• EXERCISE DIRECTIONS:
Each record must be reproduced exactly as it is shown.

[Dataset items]
--- --- ---
//! Number Theoretic Transform over Z_q[X]/(X^256 + 1)
//!
//! Negacyclic NTT with the 512th root of unity 1753. The forward transform
//! is a Cooley-Tukey butterfly network producing bit-reversed output; the
//! inverse is the matching Gentleman-Sande network. Twiddle factors are
//! stored in Montgomery form and computed at compile time.

use latsig_params::pqc::dilithium::{DILITHIUM_N as N, DILITHIUM_Q as Q, MONT, ROOT_OF_UNITY};

use super::reduce::montgomery_reduce;

/// Final scaling of the inverse transform: `MONT^2 / 256 mod q`.
///
/// Multiplying by it through a Montgomery reduction divides by 256 and
/// leaves one factor of `MONT` in the result.
pub const INVNTT_SCALE: u32 = 41978;

const fn bit_reverse8(mut x: usize) -> usize {
    let mut r = 0;
    let mut i = 0;
    while i < 8 {
        r = (r << 1) | (x & 1);
        x >>= 1;
        i += 1;
    }
    r
}

const fn pow_mod(base: u64, mut exp: u64) -> u64 {
    let q = Q as u64;
    let mut acc = 1u64;
    let mut b = base % q;
    while exp > 0 {
        if exp & 1 == 1 {
            acc = acc * b % q;
        }
        b = b * b % q;
        exp >>= 1;
    }
    acc
}

const fn compute_zetas() -> [u32; N] {
    let mut zetas = [0u32; N];
    let mut k = 0;
    while k < N {
        let w = pow_mod(ROOT_OF_UNITY as u64, bit_reverse8(k) as u64);
        zetas[k] = (MONT as u64 * w % Q as u64) as u32;
        k += 1;
    }
    zetas
}

const fn compute_zetas_inv(zetas: &[u32; N]) -> [u32; N] {
    let mut inv = [0u32; N];
    let mut k = 0;
    while k < N {
        inv[k] = Q - zetas[N - 1 - k];
        k += 1;
    }
    inv
}

/// Twiddle factors `MONT * 1753^brv8(k) mod q`
pub const ZETAS: [u32; N] = compute_zetas();

/// Inverse twiddle factors `q - ZETAS[255 - k]`
pub const ZETAS_INV: [u32; N] = compute_zetas_inv(&ZETAS);

/// Forward NTT in place.
///
/// Input coefficients must be below `2q`-ish (anything under `16q` is safe);
/// each of the eight layers adds at most `2q`, and the output is left
/// unreduced in bit-reversed order.
pub fn ntt(p: &mut [u32; N]) {
    let mut k = 0;
    let mut len = 128;
    while len > 0 {
        let mut start = 0;
        while start < N {
            k += 1;
            let zeta = ZETAS[k] as u64;
            for j in start..start + len {
                let t = montgomery_reduce(zeta * p[j + len] as u64);
                p[j + len] = p[j] + 2 * Q - t;
                p[j] += t;
            }
            start += 2 * len;
        }
        len >>= 1;
    }
}

/// Inverse NTT in place, multiplying by `MONT = 2^32 mod q`.
///
/// Input coefficients must be `< 2q`; output coefficients are `< 2q`.
pub fn invntt_montgomery(p: &mut [u32; N]) {
    let mut k = 0;
    let mut len = 1;
    while len < N {
        let mut start = 0;
        while start < N {
            let zeta = ZETAS_INV[k] as u64;
            k += 1;
            for j in start..start + len {
                let t = p[j];
                p[j] = t + p[j + len];
                p[j + len] = t + 256 * Q - p[j + len];
                p[j + len] = montgomery_reduce(zeta * p[j + len] as u64);
            }
            start += 2 * len;
        }
        len <<= 1;
    }

    for c in p.iter_mut() {
        *c = montgomery_reduce(INVNTT_SCALE as u64 * *c as u64);
    }
}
--- --- ---
• WRITTEN RESPONSE:
//! Number Theoretic Transform over Z_q[X]/(X^256 + 1)
//!
//! Negacyclic NTT with the 512th root of unity 1753. The forward transform
//! is a Cooley-Tukey butterfly network producing bit-reversed output; the
//! inverse is the matching Gentleman-Sande network. Twiddle factors are
//! stored in Montgomery form and computed at compile time.

use latsig_params::pqc::dilithium::{DILITHIUM_N as N, DILITHIUM_Q as Q, MONT, ROOT_OF_UNITY};

use super::reduce::montgomery_reduce;

/// Final scaling of the inverse transform: `MONT^2 / 256 mod q`.
///
/// Multiplying by it through a Montgomery reduction divides by 256 and
/// leaves one factor of `MONT` in the result.
pub const INVNTT_SCALE: u32 = 41978;

const fn bit_reverse8(mut x: usize) -> usize {
    let mut r = 0;
    let mut i = 0;
    while i < 8 {
        r = (r << 1) | (x & 1);
        x >>= 1;
        i += 1;
    }
    r
}

const fn pow_mod(base: u64, mut exp: u64) -> u64 {
    let q = Q as u64;
    let mut acc = 1u64;
    let mut b = base % q;
    while exp > 0 {
        if exp & 1 == 1 {
            acc = acc * b % q;
        }
        b = b * b % q;
        exp >>= 1;
    }
    acc
}

const fn compute_zetas() -> [u32; N] {
    let mut zetas = [0u32; N];
    let mut k = 0;
    while k < N {
        let w = pow_mod(ROOT_OF_UNITY as u64, bit_reverse8(k) as u64);
        zetas[k] = (MONT as u64 * w % Q as u64) as u32;
        k += 1;
    }
    zetas
}

const fn compute_zetas_inv(zetas: &[u32; N]) -> [u32; N] {
    let mut inv = [0u32; N];
    let mut k = 0;
    while k < N {
        inv[k] = Q - zetas[N - 1 - k];
        k += 1;
    }
    inv
}

/// Twiddle factors `MONT * 1753^brv8(k) mod q`
pub const ZETAS: [u32; N] = compute_zetas();

/// Inverse twiddle factors `q - ZETAS[255 - k]`
pub const ZETAS_INV: [u32; N] = compute_zetas_inv(&ZETAS);

/// Forward NTT in place.
///
/// Input coefficients must be below `2q`-ish (anything under `16q` is safe);
/// each of the eight layers adds at most `2q`, and the output is left
/// unreduced in bit-reversed order.
pub fn ntt(p: &mut [u32; N]) {
    let mut k = 0;
    let mut len = 128;
    while len > 0 {
        let mut start = 0;
        while start < N {
            k += 1;
            let zeta = ZETAS[k] as u64;
            for j in start..start + len {
                let t = montgomery_reduce(zeta * p[j + len] as u64);
                p[j + len] = p[j] + 2 * Q - t;
                p[j] += t;
            }
            start += 2 * len;
        }
        len >>= 1;
    }
}

/// Inverse NTT in place, multiplying by `MONT = 2^32 mod q`.
///
/// Input coefficients must be `< 2q`; output coefficients are `< 2q`.
pub fn invntt_montgomery(p: &mut [u32; N]) {
    let mut k = 0;
    let mut len = 1;
    while len < N {
        let mut start = 0;
        while start < N {
            let zeta = ZETAS_INV[k] as u64;
            k += 1;
            for j in start..start + len {
                let t = p[j];
                p[j] = t + p[j + len];
                p[j + len] = t + 256 * Q - p[j + len];
                p[j + len] = montgomery_reduce(zeta * p[j + len] as u64);
            }
            start += 2 * len;
        }
        len <<= 1;
    }

    for c in p.iter_mut() {
        *c = montgomery_reduce(INVNTT_SCALE as u64 * *c as u64);
    }
}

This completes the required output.